This is about feeding geriatric cats. It’s an important topic because it can prevent obesity. Feline obesity can decrease lifespan. As expected geriatric cats are less active. They require up to 30% fewer calories than younger cats. Their diet needs to be adjusted otherwise they might be overfed and gain weight.
Tip from Dr Bruce Fogle: He recommends Akivait for Cats. Don’t use the canine variety. He says that in dogs it resulted in improvements in ‘signs of disorientation, social interaction and house soiling. It contains omega-3 fish oils, vitamins E and C, L-carnitine, alpha lipoic acid (for dogs only), coenzyme Q, phosphotidylserine and selenium.’
It is agreed that a reduced-calorie diet is important for senior cats. Specifically, the average senior cat of reasonable weight requires about 20 calories per pound, or per 0.45 kg, of body weight per day. It might even be less than this. This is a guideline only. Health conditions may vary the amount.
If you feed your cat wet cat food you can divide up the daily amount into three equal parts. You can provide these smaller parts at regular intervals throughout the day. It’s better to let the food warm up slightly before feeding. If your cat is underweight it might be better to provide three or four meals a day.

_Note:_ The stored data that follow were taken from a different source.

//! CSV export of cleaned series.
//!
//! The core hands back an in-memory table; serialization is this collaborator
//! layer's job. One file per series: `Date` first, one column per category,
//! empty cells for missing values.

use anyhow::{Context, Result};
use csv::Writer;
use std::path::Path;

use crate::clean::series::TimeSeries;

pub fn write_csv(series: &TimeSeries, path: &Path) -> Result<()> {
    let mut writer =
        Writer::from_path(path).with_context(|| format!("creating {}", path.display()))?;

    let mut header = Vec::with_capacity(series.columns.len() + 1);
    header.push("Date".to_string());
    header.extend(series.columns.iter().cloned());
    writer.write_record(&header)?;

    for row in &series.rows {
        let mut record = Vec::with_capacity(header.len());
        record.push(row.date.format("%Y-%m-%d").to_string());
        for value in &row.values {
            record.push(value.map(|v| v.to_string()).unwrap_or_default());
        }
        writer.write_record(&record)?;
    }

    writer.flush().with_context(|| format!("writing {}", path.display()))?;
    Ok(())
}

#[cfg(test)]
mod tests {
    use super::*;
    use crate::clean::series::SeriesRow;
    use chrono::NaiveDate;
    use std::fs;

    #[test]
    fn writes_dates_values_and_blank_missing_cells() {
        let series = TimeSeries {
            columns: vec!["Gas".into(), "Transport".into()],
            rows: vec![
                SeriesRow {
                    date: NaiveDate::from_ymd_opt(2023, 4, 1).unwrap(),
                    values: vec![Some(104.5), None],
                },
                SeriesRow {
                    date: NaiveDate::from_ymd_opt(2023, 5, 1).unwrap(),
                    values: vec![Some(105.0), Some(98.0)],
                },
            ],
        };

        let dir = tempfile::tempdir().unwrap();
        let path = dir.path().join("series.csv");
        write_csv(&series, &path).unwrap();

        let written = fs::read_to_string(&path).unwrap();
        assert_eq!(
            written,
            "Date,Gas,Transport\n2023-04-01,104.5,\n2023-05-01,105,98\n"
        );
    }
}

You can buy senior cat food but perhaps a more sensible alternative is to feed less of an adult maintenance diet. The diet also depends upon the activity levels and general health of your senior cat. The cat food label should tell you how many calories are in a serving of cat food. Although, personally, I find labels hard to read.
In an ideal world, cat owners should weigh their cat and work out the daily calories required and from that figure out how much to feed her each day based upon the amount of calories in the food. Adjustments can be made for the reasons above. If your cat is losing weight she may be ill and you should see a veterinarian.
If your cat is already obese she should be placed in a weight loss diet. You might consult your veterinarian beforehand as a precaution. This is because there may be a medical reason for the obesity. Veterinarians will provide dietary instructions.
Senior cats should lose weight gradually at no more than 1.5% of the body weight per week. Try and avoid table scraps and treats between meals as these force up the calorie intake and spoil the diet, unless you adjust the diet accordingly. Older cats are less tolerant of changes to diet and therefore it should be gradual as mentioned.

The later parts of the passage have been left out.